Po kilkunastu miesiącach można było wreszcie się spotkać w gronie pisarzy lekarzy. Kraków, jak zawsze, przywitał nas z otwartymi rękami i gościnnością Salonu Poezji Anny Dymnej w Narodowym Starym Teatrze. Pretekstem było mistrzowskie czytanie utworów Józefa Barana, ale także konieczność zastanowienia się nad powrotem do normalności i, jak zawsze, wymiana książek z serdecznymi dedykacjami. Pierwszą wziąłem do ręki „Rzeczywistość Niedokładną” profesora Waldemara Hładkiego wydaną przez UPPL. „Tego ranka oddycham wierszem”…
I wracam do salonu. Tym razem za pośrednictwem wspomnieniowego albumu nadesłanego przez doktor Janinę Czeriakiewicz-Bolińską, która przez wiele lat gromadziła „pod skrzydłami Muz” białostockie towarzystwo artystyczno-lekarskie. Kilkadziesiąt metrów mieszkania stało się sceną wieczorów „cebulowych” i „śledziowych”, wypełnionych po brzegi zabawą, dyskursem, literaturą i muzyką. Ciekaw jestem, czy we współczesnych realiach takie cykliczne spotkania, poza instytucjami kultury, w prywatnych domach, gdziekolwiek jeszcze się odbywają.
Tymczasem w Toruniu doktor Janusz Czarnecki postanowił przybliżyć czytelnikom przyszłość ludzkości. W nowej książce science fiction „Konektom. Cudowny, ukryty świat” proponuje „intelektualną przygodę”. „Ta podróż w czasie i przestrzeni – jak pisze w recenzji szef Związku Literatów Polskich Marek Wawrzkiewicz, współpracujący z lekarskimi salonami literatury – domaga się refleksji o tym, skąd jesteśmy i dokąd możemy dotrzeć”.

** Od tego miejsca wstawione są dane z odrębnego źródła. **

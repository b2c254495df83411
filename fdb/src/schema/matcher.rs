use std::collections::BTreeSet;
use std::fmt::Write;

use key::Key;
use types::TypesRegistry;

/// How a predicate accepts values for its keyword.
#[derive(Debug, Clone, PartialEq)]
pub enum Matcher {
	/// Any value is accepted; the keyword must be supplied.
	Always,
	/// Exactly one value is accepted.
	Value(String),
	/// Any value of the set is accepted.
	Any(BTreeSet<String>),
	/// Any value outside the set is accepted; an absent keyword passes.
	None(BTreeSet<String>),
	/// Like `None`, kept distinct for rules that exclude whole subtrees.
	ExcludeAll(BTreeSet<String>),
	/// Any value is accepted; an absent keyword takes the default.
	Optional(String),
	/// Like `Optional`, but the value does not contribute to the stored
	/// key (the keyword is implicitly `Ignore`-typed).
	Hidden(String),
}

/// A `(keyword, matcher)` pair of a rule.
#[derive(Debug, Clone, PartialEq)]
pub struct Predicate {
	keyword: String,
	matcher: Matcher,
}

impl Predicate {
	/// Creates a predicate for a keyword.
	pub fn new(keyword: &str, matcher: Matcher) -> Predicate {
		Predicate { keyword: keyword.into(), matcher }
	}

	/// The keyword this predicate constrains.
	pub fn keyword(&self) -> &str {
		&self.keyword
	}

	/// How values are accepted.
	pub fn matcher(&self) -> &Matcher {
		&self.matcher
	}

	/// True when an absent keyword has a default.
	pub fn optional(&self) -> bool {
		match self.matcher {
			Matcher::Optional(_) | Matcher::Hidden(_) => true,
			_ => false,
		}
	}

	/// The default value, for optional predicates.
	pub fn default_value(&self) -> Option<&str> {
		match self.matcher {
			Matcher::Optional(ref d) | Matcher::Hidden(ref d) => Some(d),
			_ => None,
		}
	}

	/// Does a fully specified field key satisfy this predicate?
	pub fn match_key(&self, key: &Key) -> bool {
		match self.matcher {
			Matcher::Always | Matcher::Optional(_) | Matcher::Hidden(_) => true,
			Matcher::Value(ref v) => key.get(&self.keyword) == Some(v),
			Matcher::Any(ref set) => {
				key.get(&self.keyword).map(|v| set.contains(v)).unwrap_or(false)
			}
			Matcher::None(ref set) | Matcher::ExcludeAll(ref set) => {
				key.get(&self.keyword).map(|v| !set.contains(v)).unwrap_or(true)
			}
		}
	}

	/// Does a single candidate value satisfy this predicate?
	pub fn match_value(&self, value: &str) -> bool {
		match self.matcher {
			Matcher::Always | Matcher::Optional(_) | Matcher::Hidden(_) => true,
			Matcher::Value(ref v) => value == v,
			Matcher::Any(ref set) => set.contains(value),
			Matcher::None(ref set) | Matcher::ExcludeAll(ref set) => !set.contains(value),
		}
	}

	/// The value this predicate contributes for a field key, falling back
	/// to the default for optional predicates.
	pub fn value_for<'a>(&'a self, key: &'a Key) -> Option<&'a str> {
		key.get(&self.keyword).or_else(|| self.default_value())
	}

	/// Writes the predicate in schema grammar form.
	pub fn dump(&self, out: &mut String, registry: &TypesRegistry) {
		registry.dump_keyword(out, &self.keyword);
		match self.matcher {
			Matcher::Always => {}
			Matcher::Value(ref v) => {
				let _ = write!(out, "={}", v);
			}
			Matcher::Any(ref set) | Matcher::None(ref set) | Matcher::ExcludeAll(ref set) => {
				out.push('=');
				let mut sep = "";
				for v in set {
					let _ = write!(out, "{}{}", sep, v);
					sep = "/";
				}
			}
			Matcher::Optional(ref d) => {
				let _ = write!(out, "?{}", d);
			}
			Matcher::Hidden(ref d) => {
				let _ = write!(out, "-{}", d);
			}
		}
	}
}

#[cfg(test)]
mod tests {
	use key::Key;
	use super::{Matcher, Predicate};

	fn key(s: &str) -> Key {
		let registry = ::types::TypesRegistry::new();
		Key::parse(s, &registry).unwrap()
	}

	#[test]
	fn test_match_key() {
		let k = key("class=od,stream=oper");

		assert!(Predicate::new("class", Matcher::Always).match_key(&k));
		assert!(Predicate::new("missing", Matcher::Always).match_key(&k));
		assert!(Predicate::new("class", Matcher::Value("od".into())).match_key(&k));
		assert!(!Predicate::new("class", Matcher::Value("rd".into())).match_key(&k));
		assert!(!Predicate::new("missing", Matcher::Value("od".into())).match_key(&k));

		let any = Matcher::Any(["oper", "dacl"].iter().map(|s| s.to_string()).collect());
		assert!(Predicate::new("stream", any.clone()).match_key(&k));
		assert!(!Predicate::new("missing", any).match_key(&k));

		let none = Matcher::None(["od"].iter().map(|s| s.to_string()).collect());
		assert!(!Predicate::new("class", none.clone()).match_key(&k));
		assert!(Predicate::new("stream", none.clone()).match_key(&k));
		assert!(Predicate::new("missing", none).match_key(&k));
	}

	#[test]
	fn test_defaults() {
		let k = key("class=od");
		let p = Predicate::new("domain", Matcher::Optional("g".into()));
		assert_eq!(p.value_for(&k), Some("g"));
		assert!(p.optional());

		let p = Predicate::new("class", Matcher::Optional("rd".into()));
		assert_eq!(p.value_for(&k), Some("od"));

		let p = Predicate::new("domain", Matcher::Always);
		assert_eq!(p.value_for(&k), None);
	}
}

Z gwiazd trzeba wrócić na Ziemię, gdzie „jakby w skał pęknięciu // zaczarowanym zakątku świata // pośród bujnej roślinności // śpiewa woda”. „Kanion” i inne wiersze doktor Mirosławy Kuchciak-Brancewicz z Łodzi, przebierają „W smakach życia”, przygotowując liryczne przepisy na kulinarną ucztę. Z dalekomorskiej łodzi komandora-doktora Zbigniewa Jabłońskiego słyszę „Rapsodię Gdyńską” – rzadko już dzisiaj spotykaną formę poematu o ludziach zaangażowanych w budowę nowego miasta. Do pieśni dołączyły utwory innych pisarzy lekarzy, wydane w almanachu, będącym pokłosiem „Gdyńskich spotkań ze słowem” z 2020 r. odbywających się w „covidowym cieniu”.

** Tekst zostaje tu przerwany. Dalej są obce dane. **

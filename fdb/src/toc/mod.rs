//! The append-only table-of-contents protocol.

mod handler;
mod record;

pub use self::handler::{TocHandler, TocWalker};
pub use self::record::{Tag, TocRecord, HEADER_SIZE, PIPE_BUF, TOC_VERSION};

use std::sync::atomic::{AtomicUsize, Ordering};

// process-unique suffix for index, data and sub-TOC file names
pub(crate) fn unique_suffix() -> String {
	static COUNTER: AtomicUsize = AtomicUsize::new(0);
	let n = COUNTER.fetch_add(1, Ordering::Relaxed);
	format!("{}.{}", unsafe { ::libc::getpid() }, n)
}
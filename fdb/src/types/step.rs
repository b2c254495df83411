//! Forecast step canonicalisation.
//!
//! Steps are hours (`6`), ranges (`6-12`) or minutes (`30m`). Whole hours
//! expressed in minutes collapse to the hour form, so `60m` and `1` name
//! the same step.

use error::{ErrorKind, Result};
use super::AxisSource;

fn bad(keyword: &str, value: &str, msg: &str) -> ::error::Error {
	ErrorKind::InvalidValue(keyword.into(), value.into(), msg.into()).into()
}

fn canonicalise_endpoint(keyword: &str, value: &str) -> Result<String> {
	if value.ends_with('m') {
		let minutes: i64 = value[..value.len() - 1]
			.parse()
			.map_err(|_| bad(keyword, value, "expected minutes"))?;
		if minutes % 60 == 0 {
			return Ok((minutes / 60).to_string());
		}
		return Ok(format!("{}m", minutes));
	}

	let hours: i64 = value.parse().map_err(|_| bad(keyword, value, "expected hours"))?;
	Ok(hours.to_string())
}

/// Canonical form of a step or step range.
pub fn canonicalise_step(keyword: &str, value: &str) -> Result<String> {
	let parts: Vec<&str> = value.split('-').collect();
	if parts.len() > 2 || parts.iter().any(|p| p.is_empty()) {
		return Err(bad(keyword, value, "expected N or N-M"));
	}

	let endpoints = parts.into_iter()
		.map(|p| canonicalise_endpoint(keyword, p))
		.collect::<Result<Vec<_>>>()?;

	Ok(endpoints.join("-"))
}

/// Resolves canonical steps against the axis of the selected database:
/// a step stored as an accumulation range `0-N` answers a request for `N`.
pub fn expand_step(values: Vec<String>, keyword: &str, db: Option<&AxisSource>) -> Vec<String> {
	let axis = match db {
		Some(db) => db.axis(keyword),
		None => return values,
	};

	if axis.is_empty() {
		return values;
	}

	values.into_iter()
		.map(|step| {
			if axis.contains(&step) {
				return step;
			}
			let range = format!("0-{}", step);
			if axis.contains(&range) {
				range
			} else {
				step
			}
		})
		.collect()
}

#[cfg(test)]
mod tests {
	use std::collections::BTreeSet;
	use types::AxisSource;
	use super::{canonicalise_step, expand_step};

	#[test]
	fn test_canonical_forms() {
		assert_eq!(canonicalise_step("step", "0").unwrap(), "0");
		assert_eq!(canonicalise_step("step", "00").unwrap(), "0");
		assert_eq!(canonicalise_step("step", "02-12").unwrap(), "2-12");
		assert_eq!(canonicalise_step("step", "30m").unwrap(), "30m");
		assert_eq!(canonicalise_step("step", "60m").unwrap(), "1");
		assert_eq!(canonicalise_step("step", "30m-60m").unwrap(), "30m-1");
		assert_eq!(canonicalise_step("step", "30m-1").unwrap(), "30m-1");
		assert_eq!(canonicalise_step("step", "60m-120m").unwrap(), "1-2");
	}

	#[test]
	fn test_invalid_forms() {
		for bad in &["", "-", "1-2-3", "6h", "m", "1-"] {
			assert!(canonicalise_step("step", bad).is_err(), "{} should be rejected", bad);
		}
	}

	struct Axis(BTreeSet<String>);

	impl AxisSource for Axis {
		fn axis(&self, _keyword: &str) -> BTreeSet<String> {
			self.0.clone()
		}
	}

	#[test]
	fn test_axis_range_fallback() {
		let axis = Axis(["0-6", "12"].iter().map(|s| s.to_string()).collect());
		let out = expand_step(vec!["6".into(), "12".into(), "24".into()], "step", Some(&axis));
		assert_eq!(out, ["0-6", "12", "24"]);
	}
}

W czerwcu spotkałem się z lekarzami na plenerze malarskim w Koszelówce niedaleko Płocka. Warsztaty zorganizowane przez doktora Włodzimierza Cerańskiego po raz dwudziesty, miały mniejszą niż zwykle frekwencję, ale dorobek artystyczny naprawdę imponujący. Do domu wróciłem ze świeżo wydanym albumem portretów namalowanych przez Mieczysława Chruściela. Kilka dni później Prezes Magda Wiśniewska z izby w Szczecinie dopowiedziała w uroczystym piśmie, że zbiór powstał z okazji 100-lecia samorządu lekarskiego w Polsce. „Malarz lekarzy” zachwyca po raz kolejny.
Tymczasem „Lato // Wpada w pajęczynę jesieni” – pisze w ostatnim wersie doktor Anna Pituch-Noworolska. Koniec remanentu w domowej bibliotece. Czas wracać do pisania epikryz z pola nierównej walki z pandemią, spierania się z władzą i przeciwstawiania głupocie.